INSTRUCTIONS TO FOLLOW: Look over the data below and give the number of lines containing the word "RuleSet", with no other words.

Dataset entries
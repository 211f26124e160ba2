//! AI move selection across difficulty tiers.

use jungle_game::{
    AiEngine, Board, Coord, Difficulty, GameMode, GameSession, Move, Piece, Player, RuleSet,
    Species,
};
use std::time::Duration;
use strum::IntoEnumIterator;

fn at(row: usize, col: usize) -> Coord {
    Coord::new(row, col).expect("coordinate on board")
}

/// Red Dog one step from the Blue den, Blue with a lone Cat far away.
fn den_in_reach() -> GameSession {
    let mut board = Board::empty();
    board.place(at(1, 3), Piece::new(Player::Red, Species::Dog));
    board.place(at(6, 0), Piece::new(Player::Blue, Species::Cat));
    GameSession::from_position(board, Player::Red, RuleSet::default())
}

#[test]
fn test_deterministic_tiers_repeat_their_choice() {
    let session = GameSession::new(GameMode::Pve, Difficulty::Professional);
    let first = AiEngine::seeded(1).select_move(&session, Difficulty::Professional);
    let second = AiEngine::seeded(99).select_move(&session, Difficulty::Professional);
    assert!(first.is_some());
    assert_eq!(first, second);
}

#[test]
fn test_every_tier_returns_a_legal_move() {
    let session = GameSession::default();
    let legal = session.all_legal_moves();
    let mut engine = AiEngine::seeded(5).with_time_budget(Duration::from_millis(200));
    for difficulty in Difficulty::iter() {
        let mv = engine
            .select_move(&session, difficulty)
            .expect("starting position has moves");
        assert!(legal.contains(&mv), "{difficulty} chose {mv}");
    }
}

#[test]
fn test_search_tiers_take_immediate_den_win() {
    let session = den_in_reach();
    let winning = Move::new(at(1, 3), at(0, 3));
    let mut engine = AiEngine::seeded(3).with_time_budget(Duration::from_millis(500));
    for difficulty in [Difficulty::Professional, Difficulty::Master] {
        assert_eq!(engine.select_move(&session, difficulty), Some(winning));
    }
}

#[test]
fn test_no_move_once_game_is_over() {
    let mut session = den_in_reach();
    session
        .apply_move(at(1, 3), at(0, 3))
        .expect("den entry is legal");
    let mut engine = AiEngine::seeded(4);
    assert_eq!(engine.select_move(&session, Difficulty::Master), None);
}

#[test]
fn test_no_move_when_side_is_stuck() {
    let mut board = Board::empty();
    board.place(at(0, 0), Piece::new(Player::Blue, Species::Cat));
    board.place(at(1, 0), Piece::new(Player::Red, Species::Dog));
    board.place(at(0, 1), Piece::new(Player::Red, Species::Wolf));
    let mut session = GameSession::from_position(board, Player::Blue, RuleSet::default());

    let mut engine = AiEngine::seeded(6);
    assert_eq!(engine.select_move(&session, Difficulty::Easy), None);
    assert_eq!(session.concede_if_immobilized(), Some(Player::Red));
}

#[test]
fn test_seeded_engines_agree_on_random_tiers() {
    let session = GameSession::default();
    let a = AiEngine::seeded(77).select_move(&session, Difficulty::Beginner);
    let b = AiEngine::seeded(77).select_move(&session, Difficulty::Beginner);
    assert_eq!(a, b);
}

#[test]
fn test_engine_never_mutates_session() {
    let session = GameSession::default();
    let before = session.snapshot();
    let _ = AiEngine::seeded(8).select_move(&session, Difficulty::Amateur);
    assert_eq!(session.snapshot(), before);
}

#[test]
fn test_professional_takes_trapped_elephant() {
    // Left alone, the Elephant walks into the Red den next turn.
    let mut board = Board::empty();
    board.place(at(7, 2), Piece::new(Player::Red, Species::Cat));
    board.place(at(8, 2), Piece::new(Player::Blue, Species::Elephant));
    board.place(at(0, 6), Piece::new(Player::Blue, Species::Dog));
    let session = GameSession::from_position(board, Player::Red, RuleSet::default());

    let mv = AiEngine::seeded(9).select_move(&session, Difficulty::Professional);
    assert_eq!(mv, Some(Move::new(at(7, 2), at(8, 2))));
}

SOLVED PROBLEM: 4